Emiliano degli Orfini nacque a Foligno nella prima metà del XV secolo; incisore e medaglista, proseguì la professione del padre sotto il pontificato di Pio II Piccolomini. La famiglia aveva in affitto due botteghe dal capitolo della cattedrale e, almeno dal 1468, risiedeva in una casa che, molto probabilmente, fu sede della tipografia, nelle «domos positas iuxta plateam magnam communis Fulginei», comprendente anche la bottega di orefice, con affaccio sulla piazza vecchia della città di fronte alle canoniche della cattedrale. Oggi il Palazzetto Orfini ospita il Museo della Stampa.

E. Orfini fu zecchiere papale nel Ducato di Spoleto, prima di spostarsi a Roma, dove pare iniziasse la sua attività dal 1464. Rimasto vedovo dopo le prime nozze, Emiliano sposò in seconde Bartolomea Crisanti. La data della sua morte si colloca tra l’agosto 1496 e il 24 ottobre 1498.

 

Il nome di Emiliano Orfini è principalmente legato all’introduzione della tipografia a caratteri mobili a Foligno con l’edizione di Leonardo Bruni, De bello Italico adversus Gothos, sulla quale così informa il colophon: «Emilianus de Orfinis Fulginas et Iohannes Numeister... feliciter impresserunt Fulginei in domo eiusdem Emiliani» 1470 (Indice generale degli incunaboli delle Biblioteche d’Italia [I.G.I.], n. 2188). Seguì Cicerone, Epistolae ad familiares, circa 1471 (I.G.I., n. 2810), con il colophon: «Emilianus auctor fulginas et fratres una ingenio prestante viri... Fulginei acta vides et laribus Emiliani».

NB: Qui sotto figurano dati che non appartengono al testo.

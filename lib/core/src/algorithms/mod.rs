//! Trainers
//!
//! A closed set of algorithm variants dispatched by name. Each trainer consumes
//! the preprocessed numeric [`Dataset`] and produces a [`ModelParams`] variant
//! that is embedded in the model artifact.

pub mod als;
pub mod kmeans;
pub mod linear;
mod math;

pub use als::FactorModel;
pub use kmeans::KMeansModel;
pub use linear::{LinearModel, LogisticModel};

use crate::{Error, Result};
use ndarray::{Array1, Array2};
use serde::{Deserialize, Serialize};
use std::collections::BTreeMap;
use std::fmt;
use std::str::FromStr;

#[derive(Debug, Clone, Copy, Serialize, Deserialize, PartialEq, Eq, Hash)]
#[serde(rename_all = "SCREAMING_SNAKE_CASE")]
pub enum Algorithm {
    KMeans,
    AnomalyDetection,
    LinearRegression,
    LogisticRegression,
    CollaborativeFiltering,
}

impl Algorithm {
    pub const ALL: [Algorithm; 5] = [
        Algorithm::KMeans,
        Algorithm::AnomalyDetection,
        Algorithm::LinearRegression,
        Algorithm::LogisticRegression,
        Algorithm::CollaborativeFiltering,
    ];

    pub fn name(&self) -> &'static str {
        match self {
            Algorithm::KMeans => "K_MEANS",
            Algorithm::AnomalyDetection => "ANOMALY_DETECTION",
            Algorithm::LinearRegression => "LINEAR_REGRESSION",
            Algorithm::LogisticRegression => "LOGISTIC_REGRESSION",
            Algorithm::CollaborativeFiltering => "COLLABORATIVE_FILTERING",
        }
    }

    pub fn class(&self) -> AlgorithmClass {
        match self {
            Algorithm::KMeans => AlgorithmClass::Clustering,
            Algorithm::AnomalyDetection => AlgorithmClass::AnomalyDetection,
            Algorithm::LinearRegression => AlgorithmClass::Regression,
            Algorithm::LogisticRegression => AlgorithmClass::Classification,
            Algorithm::CollaborativeFiltering => AlgorithmClass::Recommendation,
        }
    }

    /// Whether training needs a response column
    pub fn is_supervised(&self) -> bool {
        matches!(
            self,
            Algorithm::LinearRegression
                | Algorithm::LogisticRegression
                | Algorithm::CollaborativeFiltering
        )
    }

    /// Train a model on `dataset`. Randomized steps draw from `seed`.
    pub fn train(
        &self,
        dataset: &Dataset,
        hyper: &HyperParameters,
        seed: u64,
    ) -> Result<ModelParams> {
        if dataset.is_empty() {
            return Err(Error::Training(format!(
                "{} cannot be trained on an empty dataset",
                self.name()
            )));
        }
        if self.is_supervised() && dataset.labels.is_none() {
            return Err(Error::Training(format!(
                "{} requires a response variable",
                self.name()
            )));
        }

        let params = match self {
            Algorithm::KMeans => ModelParams::KMeans(KMeansModel::fit(
                dataset,
                hyper.get_usize("num_clusters", 3)?,
                hyper.get_usize("max_iterations", 100)?,
                seed,
            )?),
            Algorithm::AnomalyDetection => ModelParams::AnomalyDetection(KMeansModel::fit(
                dataset,
                hyper.get_usize("num_clusters", 3)?,
                hyper.get_usize("max_iterations", 100)?,
                seed,
            )?),
            Algorithm::LinearRegression => ModelParams::LinearRegression(LinearModel::fit(dataset)?),
            Algorithm::LogisticRegression => ModelParams::LogisticRegression(LogisticModel::fit(
                dataset,
                hyper.get_usize("iterations", 100)?,
                hyper.get_f64("reg_parameter", 0.01)?,
            )?),
            Algorithm::CollaborativeFiltering => {
                ModelParams::CollaborativeFiltering(FactorModel::fit(
                    dataset,
                    hyper.get_usize("rank", 10)?,
                    hyper.get_usize("iterations", 10)?,
                    hyper.get_f64("lambda", 0.01)?,
                    seed,
                )?)
            }
        };
        Ok(params)
    }
}

impl FromStr for Algorithm {
    type Err = Error;

    fn from_str(name: &str) -> Result<Self> {
        Algorithm::ALL
            .into_iter()
            .find(|a| a.name().eq_ignore_ascii_case(name.trim()))
            .ok_or_else(|| Error::UnknownAlgorithm(name.to_string()))
    }
}

impl fmt::Display for Algorithm {
    fn fmt(&self, f: &mut fmt::Formatter<'_>) -> fmt::Result {
        f.write_str(self.name())
    }
}

/// Family of an algorithm, recorded in the artifact
#[derive(Debug, Clone, Copy, Serialize, Deserialize, PartialEq, Eq, Hash)]
pub enum AlgorithmClass {
    Clustering,
    AnomalyDetection,
    Regression,
    Classification,
    Recommendation,
}

/// Numeric training data: one row per example, in trained-slot order
#[derive(Debug, Clone, Default, PartialEq)]
pub struct Dataset {
    pub features: Vec<Vec<f64>>,
    pub labels: Option<Vec<f64>>,
}

impl Dataset {
    pub fn unsupervised(features: Vec<Vec<f64>>) -> Self {
        Self {
            features,
            labels: None,
        }
    }

    pub fn supervised(features: Vec<Vec<f64>>, labels: Vec<f64>) -> Self {
        Self {
            features,
            labels: Some(labels),
        }
    }

    pub fn len(&self) -> usize {
        self.features.len()
    }

    pub fn is_empty(&self) -> bool {
        self.features.is_empty()
    }

    pub fn width(&self) -> usize {
        self.features.first().map(Vec::len).unwrap_or(0)
    }

    pub(crate) fn labels(&self) -> Result<&[f64]> {
        self.labels
            .as_deref()
            .ok_or_else(|| Error::Training("dataset has no labels".to_string()))
    }

    /// Features as an `n x width` matrix
    pub fn records(&self) -> Result<Array2<f64>> {
        let width = self.width();
        if let Some(row) = self.features.iter().find(|row| row.len() != width) {
            return Err(Error::SchemaSkew {
                expected: width,
                actual: row.len(),
            });
        }
        let flat: Vec<f64> = self.features.iter().flatten().copied().collect();
        Array2::from_shape_vec((self.len(), width), flat)
            .map_err(|e| Error::Training(format!("invalid feature matrix: {}", e)))
    }

    pub(crate) fn targets(&self) -> Result<Array1<f64>> {
        Ok(Array1::from(self.labels()?.to_vec()))
    }
}

/// String-valued hyper-parameters, parsed on demand by each trainer
#[derive(Debug, Clone, Default, Serialize, Deserialize, PartialEq, Eq)]
pub struct HyperParameters(pub BTreeMap<String, String>);

impl HyperParameters {
    pub fn new() -> Self {
        Self::default()
    }

    pub fn with(mut self, key: impl Into<String>, value: impl ToString) -> Self {
        self.0.insert(key.into(), value.to_string());
        self
    }

    pub fn get_usize(&self, key: &str, default: usize) -> Result<usize> {
        self.parse(key, default)
    }

    pub fn get_f64(&self, key: &str, default: f64) -> Result<f64> {
        self.parse(key, default)
    }

    fn parse<T: FromStr>(&self, key: &str, default: T) -> Result<T> {
        match self.0.get(key) {
            None => Ok(default),
            Some(raw) => raw.trim().parse().map_err(|_| {
                Error::config(format!("hyper-parameter '{}' has invalid value '{}'", key, raw))
            }),
        }
    }
}

/// Learned parameters, one variant per algorithm
#[derive(Debug, Clone, Serialize, Deserialize, PartialEq)]
pub enum ModelParams {
    KMeans(KMeansModel),
    AnomalyDetection(KMeansModel),
    LinearRegression(LinearModel),
    LogisticRegression(LogisticModel),
    CollaborativeFiltering(FactorModel),
}

impl ModelParams {
    pub fn algorithm(&self) -> Algorithm {
        match self {
            ModelParams::KMeans(_) => Algorithm::KMeans,
            ModelParams::AnomalyDetection(_) => Algorithm::AnomalyDetection,
            ModelParams::LinearRegression(_) => Algorithm::LinearRegression,
            ModelParams::LogisticRegression(_) => Algorithm::LogisticRegression,
            ModelParams::CollaborativeFiltering(_) => Algorithm::CollaborativeFiltering,
        }
    }

    /// Input width the parameters were fitted on
    pub fn input_width(&self) -> usize {
        match self {
            ModelParams::KMeans(m) | ModelParams::AnomalyDetection(m) => m.dim(),
            ModelParams::LinearRegression(m) => m.weights.len(),
            ModelParams::LogisticRegression(m) => m.weights.len(),
            ModelParams::CollaborativeFiltering(_) => 2,
        }
    }

    /// Raw model output for one numeric input vector.
    ///
    /// Cluster index for k-means, distance to the nearest centroid for anomaly
    /// detection, the regression value, the predicted class (0 or 1) for
    /// logistic regression and the predicted rating for collaborative filtering.
    pub fn predict(&self, input: &[f64]) -> Result<f64> {
        match self {
            ModelParams::KMeans(m) => Ok(m.nearest(input).0 as f64),
            ModelParams::AnomalyDetection(m) => Ok(m.nearest(input).1),
            ModelParams::LinearRegression(m) => Ok(m.predict(input)),
            ModelParams::LogisticRegression(m) => Ok(m.predict_class(input)),
            ModelParams::CollaborativeFiltering(m) => m.predict_row(input),
        }
    }
}
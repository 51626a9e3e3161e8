//! Reading delimited text into rows and dropping the rows that cannot be trained on

use csv::{ReaderBuilder, StringRecord, Trim};
use modelbridge_core::{is_missing, Error, FeatureSchema, ImputeOption, Result};
use rayon::prelude::*;
use serde::{Deserialize, Serialize};
use tracing::debug;

/// Delimited text format of a dataset
#[derive(Debug, Clone, Copy, PartialEq, Eq, Default, Serialize, Deserialize)]
#[serde(rename_all = "lowercase")]
pub enum DataFormat {
    #[default]
    Csv,
    Tsv,
}

impl DataFormat {
    #[inline]
    pub fn delimiter(&self) -> u8 {
        match self {
            DataFormat::Csv => b',',
            DataFormat::Tsv => b'\t',
        }
    }
}

/// Splits a dataset into records of trimmed fields.
///
/// Quoted fields may contain delimiters and line breaks. Blank lines are
/// skipped, and with `header` set the first remaining record is dropped.
/// Records of any width are returned; width checks belong to [`RowFilter`].
#[derive(Debug, Clone, Copy, Default)]
pub struct Tokenizer {
    format: DataFormat,
    header: bool,
}

impl Tokenizer {
    pub fn new(format: DataFormat, header: bool) -> Self {
        Self { format, header }
    }

    pub fn tokenize(&self, text: &str) -> Result<Vec<Vec<String>>> {
        let mut reader = ReaderBuilder::new()
            .delimiter(self.format.delimiter())
            .has_headers(false)
            .flexible(true)
            .trim(Trim::All)
            .from_reader(text.as_bytes());

        let mut rows = Vec::new();
        for record in reader.records() {
            let record = record.map_err(|e| Error::Training(format!("malformed dataset: {}", e)))?;
            if !is_blank(&record) {
                rows.push(record.iter().map(str::to_string).collect());
            }
        }
        if self.header && !rows.is_empty() {
            rows.remove(0);
        }
        Ok(rows)
    }
}

fn is_blank(record: &StringRecord) -> bool {
    record.iter().all(str::is_empty) && record.len() <= 1
}

/// Drops rows that are malformed or miss a value that may not be imputed
#[derive(Debug, Clone)]
pub struct RowFilter {
    width: usize,
    required: Vec<usize>,
}

impl RowFilter {
    /// Rows must have exactly `schema.width()` fields. Features marked
    /// [`ImputeOption::Discard`] and the response column must be present.
    pub fn new(schema: &FeatureSchema, response_index: Option<usize>) -> Self {
        let mut required: Vec<usize> = schema
            .features
            .iter()
            .filter(|f| f.include && f.impute_option == ImputeOption::Discard)
            .map(|f| f.index)
            .chain(response_index)
            .collect();
        required.sort_unstable();
        required.dedup();
        Self {
            width: schema.width(),
            required,
        }
    }

    pub fn keep(&self, row: &[String]) -> bool {
        row.len() == self.width && self.required.iter().all(|&i| !is_missing(&row[i]))
    }

    /// Filter `rows`, returning the kept rows and the number dropped
    pub fn apply(&self, rows: Vec<Vec<String>>) -> (Vec<Vec<String>>, usize) {
        let total = rows.len();
        let kept: Vec<Vec<String>> = rows.into_par_iter().filter(|row| self.keep(row)).collect();
        let dropped = total - kept.len();
        if dropped > 0 {
            debug!("Dropped {} of {} rows (malformed or missing required values)", dropped, total);
        }
        (kept, dropped)
    }
}
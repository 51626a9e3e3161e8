//! Prediction endpoint
//!
//! Wires a configuration to a model: the repository supplies the artifact,
//! the bindings are resolved once, and every request is aligned and scored
//! against the same immutable snapshot. A refresh builds the next snapshot
//! completely before publishing it, so requests never see an alignment table
//! from one model paired with the predictor of another.

use crate::config::EndpointConfig;
use crate::resolver::{ExtractorResolver, JsonResolver};
use modelbridge_core::{
    AlignedVector, AlignmentTable, AnomalyDecision, AnomalyScorer, BatchPolicy, BindingSet, Error,
    ModelArtifact, Predictor, Result, Score,
};
use modelbridge_storage::ModelRepository;
use parking_lot::RwLock;
use serde::Serialize;
use serde_json::{Map, Value};
use std::sync::Arc;
use tracing::{debug, info};

/// Result for one request row
#[derive(Debug, Clone, PartialEq, Serialize)]
#[serde(untagged)]
pub enum Prediction {
    Score(Score),
    Anomaly(AnomalyDecision),
}

impl Prediction {
    /// Raw model output
    pub fn value(&self) -> f64 {
        match self {
            Prediction::Score(score) => score.value,
            Prediction::Anomaly(decision) => decision.score,
        }
    }

    pub fn label(&self) -> Option<&str> {
        match self {
            Prediction::Score(score) => score.label.as_deref(),
            Prediction::Anomaly(decision) => decision.label.as_deref(),
        }
    }
}

/// Everything bound to one loaded artifact
struct Snapshot<C: ?Sized> {
    table: AlignmentTable<C>,
    predictor: Predictor,
    scorer: Option<AnomalyScorer>,
}

impl<C: ?Sized> Snapshot<C> {
    fn bind(
        artifact: Arc<ModelArtifact>,
        bindings: &BindingSet<C>,
        percentile: Option<f64>,
    ) -> Result<Self> {
        let table = AlignmentTable::bind(&artifact.features, &artifact.index_map, bindings);
        let predictor = Predictor::new(artifact);
        let scorer = match percentile {
            Some(p) => Some(AnomalyScorer::new(predictor.clone(), p)?),
            None => None,
        };
        Ok(Self {
            table,
            predictor,
            scorer,
        })
    }

    fn score(&self, aligned: &AlignedVector) -> Result<Prediction> {
        match &self.scorer {
            Some(scorer) => scorer.score(aligned).map(Prediction::Anomaly),
            None => self.predictor.predict(aligned).map(Prediction::Score),
        }
    }
}

pub struct PredictionEndpoint<C: ?Sized = Value> {
    config: EndpointConfig,
    repository: Arc<ModelRepository>,
    bindings: BindingSet<C>,
    current: RwLock<Arc<Snapshot<C>>>,
}

impl PredictionEndpoint<Value> {
    /// Open an endpoint for JSON requests, resolving expressions with
    /// [`JsonResolver`]
    pub fn open_json(config: EndpointConfig, repository: Arc<ModelRepository>) -> Result<Self> {
        Self::open(config, repository, &JsonResolver)
    }
}

impl<C: ?Sized> PredictionEndpoint<C> {
    /// Validate `config`, resolve its bindings and load the model
    pub fn open(
        config: EndpointConfig,
        repository: Arc<ModelRepository>,
        resolver: &dyn ExtractorResolver<C>,
    ) -> Result<Self> {
        config.validate()?;

        let mut bindings = BindingSet::new();
        for binding in &config.features {
            let extractor = resolver.resolve(&binding.name, &binding.expression)?;
            bindings.insert_shared(binding.name.clone(), extractor);
        }

        let artifact = repository.load(&config.model, false)?;
        let snapshot = Snapshot::bind(artifact, &bindings, config.effective_percentile())?;
        info!(
            "Endpoint bound {} features to model {} at {} (width {})",
            bindings.len(),
            snapshot.predictor.artifact().model_id,
            config.model,
            snapshot.table.width()
        );

        Ok(Self {
            config,
            repository,
            bindings,
            current: RwLock::new(Arc::new(snapshot)),
        })
    }

    pub fn config(&self) -> &EndpointConfig {
        &self.config
    }

    fn snapshot(&self) -> Arc<Snapshot<C>> {
        self.current.read().clone()
    }

    /// Artifact currently served
    pub fn artifact(&self) -> Arc<ModelArtifact> {
        Arc::clone(self.snapshot().predictor.artifact())
    }

    /// Bound feature name per slot of the current model
    pub fn layout(&self) -> Vec<Option<String>> {
        self.snapshot()
            .table
            .layout()
            .into_iter()
            .map(|name| name.map(str::to_string))
            .collect()
    }

    /// Anomaly threshold in effect, when the endpoint runs in anomaly mode
    pub fn threshold(&self) -> Option<f64> {
        self.snapshot().scorer.as_ref().map(AnomalyScorer::threshold)
    }

    /// Reload the model and rebind if it changed.
    ///
    /// Returns whether a new model was published. On error the endpoint keeps
    /// serving the previous model.
    pub fn refresh(&self, force: bool) -> Result<bool> {
        let artifact = self.repository.load(&self.config.model, force)?;
        if Arc::ptr_eq(&artifact, self.snapshot().predictor.artifact()) {
            debug!("Model at {} unchanged", self.config.model);
            return Ok(false);
        }

        let model_id = artifact.model_id;
        let snapshot = Snapshot::bind(artifact, &self.bindings, self.config.effective_percentile())?;
        *self.current.write() = Arc::new(snapshot);
        info!("Endpoint rebound to model {} at {}", model_id, self.config.model);
        Ok(true)
    }

    pub fn predict(&self, request: &C) -> Result<Prediction> {
        let snapshot = self.snapshot();
        snapshot.score(&snapshot.table.fill(request))
    }

    /// Score a row that is already in trained-slot order
    pub fn predict_aligned(&self, aligned: &AlignedVector) -> Result<Prediction> {
        self.snapshot().score(aligned)
    }

    /// Score every request against one model snapshot, in input order
    pub fn predict_batch<'a, I>(&self, requests: I, policy: BatchPolicy) -> Result<Vec<Result<Prediction>>>
    where
        I: IntoIterator<Item = &'a C>,
        C: 'a,
    {
        let snapshot = self.snapshot();
        let mut results = Vec::new();
        for (row, request) in requests.into_iter().enumerate() {
            let result = snapshot
                .score(&snapshot.table.fill(request))
                .map_err(|e| e.at_row(row));
            match (policy, result) {
                (BatchPolicy::FailBatch, Err(e)) => return Err(e),
                (_, result) => results.push(result),
            }
        }
        Ok(results)
    }

    /// Prediction wrapped in a JSON object under the configured output name
    pub fn respond(&self, request: &C) -> Result<Value> {
        let prediction = self.predict(request)?;
        let value =
            serde_json::to_value(&prediction).map_err(|e| Error::Serialization(e.to_string()))?;
        let mut response = Map::new();
        response.insert(self.config.output.clone(), value);
        Ok(Value::Object(response))
    }
}
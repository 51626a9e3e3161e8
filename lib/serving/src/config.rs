//! Endpoint configuration
//!
//! ```json
//! {
//!   "model": "registry:ml/churn",
//!   "features": [
//!     {"name": "age", "expression": "customer.age"},
//!     {"name": "plan", "expression": "/subscription/plan"}
//!   ],
//!   "percentile": 97.5,
//!   "output": "churn_score"
//! }
//! ```

use modelbridge_core::artifact::validate_percentile;
use modelbridge_core::{Error, Result};
use serde::{Deserialize, Serialize};
use std::collections::HashSet;
use std::path::Path;

/// Percentile used when anomaly detection is switched on without one
pub const DEFAULT_PERCENTILE: f64 = 95.0;

/// One `(feature name, extractor expression)` pair
#[derive(Debug, Clone, PartialEq, Eq, Serialize, Deserialize)]
pub struct FeatureBinding {
    pub name: String,
    pub expression: String,
}

impl FeatureBinding {
    pub fn new(name: impl Into<String>, expression: impl Into<String>) -> Self {
        Self {
            name: name.into(),
            expression: expression.into(),
        }
    }
}

#[derive(Debug, Clone, PartialEq, Serialize, Deserialize)]
pub struct EndpointConfig {
    /// Location key of the model, e.g. `file:models/churn.mbm`
    #[serde(default)]
    pub model: String,
    /// Bindings, in declaration order
    #[serde(default)]
    pub features: Vec<FeatureBinding>,
    #[serde(default)]
    pub percentile: Option<f64>,
    /// Field the prediction is written to in responses
    #[serde(default = "default_output")]
    pub output: String,
    #[serde(default)]
    pub anomaly_detection: Option<bool>,
}

fn default_output() -> String {
    "prediction".to_string()
}

impl EndpointConfig {
    pub fn new(model: impl Into<String>) -> Self {
        Self {
            model: model.into(),
            features: Vec::new(),
            percentile: None,
            output: default_output(),
            anomaly_detection: None,
        }
    }

    pub fn with_feature(mut self, name: impl Into<String>, expression: impl Into<String>) -> Self {
        self.features.push(FeatureBinding::new(name, expression));
        self
    }

    pub fn with_percentile(mut self, percentile: f64) -> Self {
        self.percentile = Some(percentile);
        self
    }

    pub fn with_output(mut self, output: impl Into<String>) -> Self {
        self.output = output.into();
        self
    }

    pub fn from_json_str(json: &str) -> Result<Self> {
        let config: Self = serde_json::from_str(json)
            .map_err(|e| Error::config(format!("invalid endpoint configuration: {}", e)))?;
        config.validate()?;
        Ok(config)
    }

    pub fn from_json_file(path: impl AsRef<Path>) -> Result<Self> {
        let path = path.as_ref();
        let json = std::fs::read_to_string(path).map_err(|e| {
            Error::config(format!("cannot read endpoint configuration {}: {}", path.display(), e))
        })?;
        Self::from_json_str(&json)
    }

    /// Percentile the endpoint scores anomalies at, if it runs in anomaly mode
    pub fn effective_percentile(&self) -> Option<f64> {
        match (self.percentile, self.anomaly_detection) {
            (_, Some(false)) => None,
            (Some(p), _) => Some(p),
            (None, Some(true)) => Some(DEFAULT_PERCENTILE),
            (None, None) => None,
        }
    }

    pub fn validate(&self) -> Result<()> {
        if self.model.trim().is_empty() {
            return Err(Error::config("endpoint configuration names no model"));
        }
        if self.features.is_empty() {
            return Err(Error::config("endpoint configuration binds no features"));
        }
        if self.output.trim().is_empty() {
            return Err(Error::config("endpoint output name is blank"));
        }

        let mut seen = HashSet::new();
        for binding in &self.features {
            if binding.name.trim().is_empty() {
                return Err(Error::config("feature binding with a blank name"));
            }
            if !seen.insert(binding.name.as_str()) {
                return Err(Error::config(format!(
                    "feature '{}' is bound more than once",
                    binding.name
                )));
            }
        }

        if let Some(percentile) = self.effective_percentile() {
            validate_percentile(percentile)?;
        }
        Ok(())
    }
}
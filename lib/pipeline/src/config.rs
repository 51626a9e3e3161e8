//! Training configuration

use crate::tokenizer::DataFormat;
use modelbridge_core::{Algorithm, Error, FeatureSchema, HyperParameters, NormalLabels, Result};
use serde::{Deserialize, Deserializer, Serialize};
use serde_json::Value;
use std::collections::BTreeMap;
use std::path::Path;

/// Everything needed to turn a dataset into a model
#[derive(Debug, Clone, Serialize, Deserialize, PartialEq)]
pub struct TrainingConfig {
    pub schema: FeatureSchema,

    /// Name of the column to predict; required by supervised algorithms
    #[serde(default)]
    pub response_variable: Option<String>,

    /// Algorithm name, e.g. `K_MEANS` or `LINEAR_REGRESSION`
    pub algorithm: String,

    /// Trainer settings. Numbers and booleans are accepted as well as strings.
    #[serde(default, deserialize_with = "scalar_map")]
    pub hyper_parameters: HyperParameters,

    /// Share of the rows used for training; the rest are held out for evaluation
    #[serde(default = "default_train_fraction")]
    pub train_fraction: f64,

    /// Seed for the train/test split and randomized trainers
    #[serde(default = "default_seed")]
    pub seed: u64,

    /// Min-max scale every input slot
    #[serde(default)]
    pub normalization: bool,

    #[serde(default)]
    pub format: DataFormat,

    /// The first line of the dataset is a header
    #[serde(default = "default_header")]
    pub header: bool,

    /// Labels emitted by anomaly models; the response column, if any, is
    /// compared against them to pick the best percentile
    #[serde(default)]
    pub normal_labels: Option<NormalLabels>,
}

fn default_train_fraction() -> f64 {
    1.0
}

fn default_seed() -> u64 {
    42
}

fn default_header() -> bool {
    true
}

fn scalar_map<'de, D>(deserializer: D) -> std::result::Result<HyperParameters, D::Error>
where
    D: Deserializer<'de>,
{
    let raw = BTreeMap::<String, Value>::deserialize(deserializer)?;
    let mut map = BTreeMap::new();
    for (key, value) in raw {
        let value = match value {
            Value::String(s) => s,
            Value::Number(n) => n.to_string(),
            Value::Bool(b) => b.to_string(),
            other => {
                return Err(serde::de::Error::custom(format!(
                    "hyper-parameter '{}' must be a scalar, got {}",
                    key, other
                )))
            }
        };
        map.insert(key, value);
    }
    Ok(HyperParameters(map))
}

impl TrainingConfig {
    pub fn new(schema: FeatureSchema, algorithm: Algorithm) -> Self {
        Self {
            schema,
            response_variable: None,
            algorithm: algorithm.name().to_string(),
            hyper_parameters: HyperParameters::new(),
            train_fraction: default_train_fraction(),
            seed: default_seed(),
            normalization: false,
            format: DataFormat::default(),
            header: default_header(),
            normal_labels: None,
        }
    }

    pub fn with_response(mut self, name: impl Into<String>) -> Self {
        self.response_variable = Some(name.into());
        self
    }

    pub fn with_hyper(mut self, key: impl Into<String>, value: impl ToString) -> Self {
        self.hyper_parameters = self.hyper_parameters.with(key, value);
        self
    }

    pub fn from_json_str(json: &str) -> Result<Self> {
        let config: Self = serde_json::from_str(json)
            .map_err(|e| Error::config(format!("invalid training config: {}", e)))?;
        config.validate()?;
        Ok(config)
    }

    pub fn from_json_file(path: impl AsRef<Path>) -> Result<Self> {
        let json = std::fs::read_to_string(path.as_ref())?;
        Self::from_json_str(&json)
    }

    pub fn algorithm(&self) -> Result<Algorithm> {
        self.algorithm.parse()
    }

    /// Original index of the response column
    pub fn response_index(&self) -> Result<Option<usize>> {
        match &self.response_variable {
            None => Ok(None),
            Some(name) => self
                .schema
                .get(name)
                .map(|f| Some(f.index))
                .ok_or_else(|| {
                    Error::config(format!("response variable '{}' is not in the schema", name))
                }),
        }
    }

    pub fn validate(&self) -> Result<()> {
        self.schema.validate()?;
        let algorithm = self.algorithm()?;
        if !(self.train_fraction > 0.0 && self.train_fraction <= 1.0) {
            return Err(Error::config(format!(
                "train_fraction must be in (0, 1], got {}",
                self.train_fraction
            )));
        }
        self.response_index()?;
        if algorithm.is_supervised() && self.response_variable.is_none() {
            return Err(Error::config(format!(
                "{} requires a response variable",
                algorithm
            )));
        }
        Ok(())
    }
}
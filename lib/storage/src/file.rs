//! Local filesystem adapter

use crate::adapter::StorageAdapter;
use anyhow::{Context, Result};
use atomicwrites::{AllowOverwrite, AtomicFile};
use std::io::Write;
use std::path::{Path, PathBuf};
use std::time::UNIX_EPOCH;

/// Reads and writes artifacts as files. Writes go to a temporary file that is
/// renamed into place, so readers never observe a partial artifact.
#[derive(Debug, Clone, Default)]
pub struct FileStorage {
    root: Option<PathBuf>,
}

impl FileStorage {
    /// Paths are used as given
    pub fn new() -> Self {
        Self::default()
    }

    /// Relative paths are resolved against `root`
    pub fn with_root(root: impl AsRef<Path>) -> Self {
        Self {
            root: Some(root.as_ref().to_path_buf()),
        }
    }

    fn resolve(&self, path: &str) -> PathBuf {
        let path = Path::new(path);
        match &self.root {
            Some(root) if path.is_relative() => root.join(path),
            _ => path.to_path_buf(),
        }
    }
}

impl StorageAdapter for FileStorage {
    fn read(&self, path: &str) -> Result<Vec<u8>> {
        let full = self.resolve(path);
        std::fs::read(&full).with_context(|| format!("cannot read {}", full.display()))
    }

    fn write(&self, path: &str, bytes: &[u8]) -> Result<String> {
        let full = self.resolve(path);
        if let Some(parent) = full.parent().filter(|p| !p.as_os_str().is_empty()) {
            std::fs::create_dir_all(parent)?;
        }
        AtomicFile::new(&full, AllowOverwrite)
            .write(|f| f.write_all(bytes))
            .map_err(|e| anyhow::anyhow!("cannot write {}: {}", full.display(), e))?;
        Ok(path.to_string())
    }

    fn version(&self, path: &str) -> Result<Option<String>> {
        let full = self.resolve(path);
        let metadata = match std::fs::metadata(&full) {
            Ok(m) => m,
            Err(e) if e.kind() == std::io::ErrorKind::NotFound => return Ok(None),
            Err(e) => return Err(e.into()),
        };
        let modified = metadata
            .modified()?
            .duration_since(UNIX_EPOCH)
            .map(|d| d.as_nanos())
            .unwrap_or(0);
        Ok(Some(format!("{}-{}", modified, metadata.len())))
    }
}
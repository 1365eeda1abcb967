mod common;

mod classifier;
mod status;
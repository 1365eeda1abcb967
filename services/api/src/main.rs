use inspection_api::run;

#[tokio::main]
async fn main() {
    if let Err(err) = run().await {
        eprintln!("application error: {err}");
        std::process::exit(1);
    }
}
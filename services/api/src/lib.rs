mod cli;
mod demo;
mod infra;
mod routes;
mod server;

use inspection_engine::error::AppError;

pub async fn run() -> Result<(), AppError> {
    cli::run().await
}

Ancora associato con il prototipografo magontino Numeister, insieme ad Evangelista Angelini di Trevi, Emiliano Orfini fece stampare nella propria casa la Divina Commedia di Dante Alighieri (11 aprile 1472, I.G.I., n. 352), editio princeps del poema, di cui probabilmente disegnò e incise i caratteri.

 

Questa edizione principe della «Commedia» in 800 copie fu, dunque, stampata a Foligno. Negli esemplari completi, che sono rari (9 + 16 rintracciabili in Italia e all’estero) il volume è composto di quinterni e quaterni; in tutto 252 carte. Il disegno delle minuscole romane rappresenta un’evoluzione verso le forme più accurate ed eleganti: l’incisione nitida e sensibile ai valori del chiaroscuro, dà alle lettere una sottile individualità, il cui merito spetta all’Orfini. La carta fu fornita dai monaci benedettini che, dal 1256 al 1484, gestirono in proprio le cartiere di Pale e Belfiore.